REQUIRED WORK —
Nothing in the records may be changed; retype them in full.

GIVEN DATA —

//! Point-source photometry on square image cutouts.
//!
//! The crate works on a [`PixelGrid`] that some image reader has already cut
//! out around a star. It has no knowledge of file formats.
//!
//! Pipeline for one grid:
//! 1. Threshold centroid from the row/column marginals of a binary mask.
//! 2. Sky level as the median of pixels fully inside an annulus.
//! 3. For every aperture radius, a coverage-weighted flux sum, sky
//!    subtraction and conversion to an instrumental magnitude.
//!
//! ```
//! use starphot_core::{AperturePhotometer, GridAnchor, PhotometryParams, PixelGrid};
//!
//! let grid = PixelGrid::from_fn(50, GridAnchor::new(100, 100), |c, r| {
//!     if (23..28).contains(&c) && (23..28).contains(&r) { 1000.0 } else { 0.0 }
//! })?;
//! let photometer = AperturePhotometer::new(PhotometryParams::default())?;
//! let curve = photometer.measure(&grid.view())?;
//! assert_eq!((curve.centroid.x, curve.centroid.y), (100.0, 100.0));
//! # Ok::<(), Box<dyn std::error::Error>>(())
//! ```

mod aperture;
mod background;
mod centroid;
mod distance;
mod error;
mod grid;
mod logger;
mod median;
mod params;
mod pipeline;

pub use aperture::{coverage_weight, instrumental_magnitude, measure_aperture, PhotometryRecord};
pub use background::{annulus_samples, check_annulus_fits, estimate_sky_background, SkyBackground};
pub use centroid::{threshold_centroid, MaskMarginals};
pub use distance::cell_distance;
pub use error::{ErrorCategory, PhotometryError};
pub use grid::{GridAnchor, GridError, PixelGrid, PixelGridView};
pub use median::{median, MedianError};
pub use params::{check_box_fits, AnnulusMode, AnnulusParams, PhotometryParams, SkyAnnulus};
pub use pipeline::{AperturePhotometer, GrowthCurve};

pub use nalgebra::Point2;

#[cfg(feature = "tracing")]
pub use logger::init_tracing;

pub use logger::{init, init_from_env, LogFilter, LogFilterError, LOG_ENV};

ANSWER SPACE —
//! Point-source photometry on square image cutouts.
//!
//! The crate works on a [`PixelGrid`] that some image reader has already cut
//! out around a star. It has no knowledge of file formats.
//!
//! Pipeline for one grid:
//! 1. Threshold centroid from the row/column marginals of a binary mask.
//! 2. Sky level as the median of pixels fully inside an annulus.
//! 3. For every aperture radius, a coverage-weighted flux sum, sky
//!    subtraction and conversion to an instrumental magnitude.
//!
//! ```
//! use starphot_core::{AperturePhotometer, GridAnchor, PhotometryParams, PixelGrid};
//!
//! let grid = PixelGrid::from_fn(50, GridAnchor::new(100, 100), |c, r| {
//!     if (23..28).contains(&c) && (23..28).contains(&r) { 1000.0 } else { 0.0 }
//! })?;
//! let photometer = AperturePhotometer::new(PhotometryParams::default())?;
//! let curve = photometer.measure(&grid.view())?;
//! assert_eq!((curve.centroid.x, curve.centroid.y), (100.0, 100.0));
//! # Ok::<(), Box<dyn std::error::Error>>(())
//! ```

mod aperture;
mod background;
mod centroid;
mod distance;
mod error;
mod grid;
mod logger;
mod median;
mod params;
mod pipeline;

pub use aperture::{coverage_weight, instrumental_magnitude, measure_aperture, PhotometryRecord};
pub use background::{annulus_samples, check_annulus_fits, estimate_sky_background, SkyBackground};
pub use centroid::{threshold_centroid, MaskMarginals};
pub use distance::cell_distance;
pub use error::{ErrorCategory, PhotometryError};
pub use grid::{GridAnchor, GridError, PixelGrid, PixelGridView};
pub use median::{median, MedianError};
pub use params::{check_box_fits, AnnulusMode, AnnulusParams, PhotometryParams, SkyAnnulus};
pub use pipeline::{AperturePhotometer, GrowthCurve};

pub use nalgebra::Point2;

#[cfg(feature = "tracing")]
pub use logger::init_tracing;

pub use logger::{init, init_from_env, LogFilter, LogFilterError, LOG_ENV};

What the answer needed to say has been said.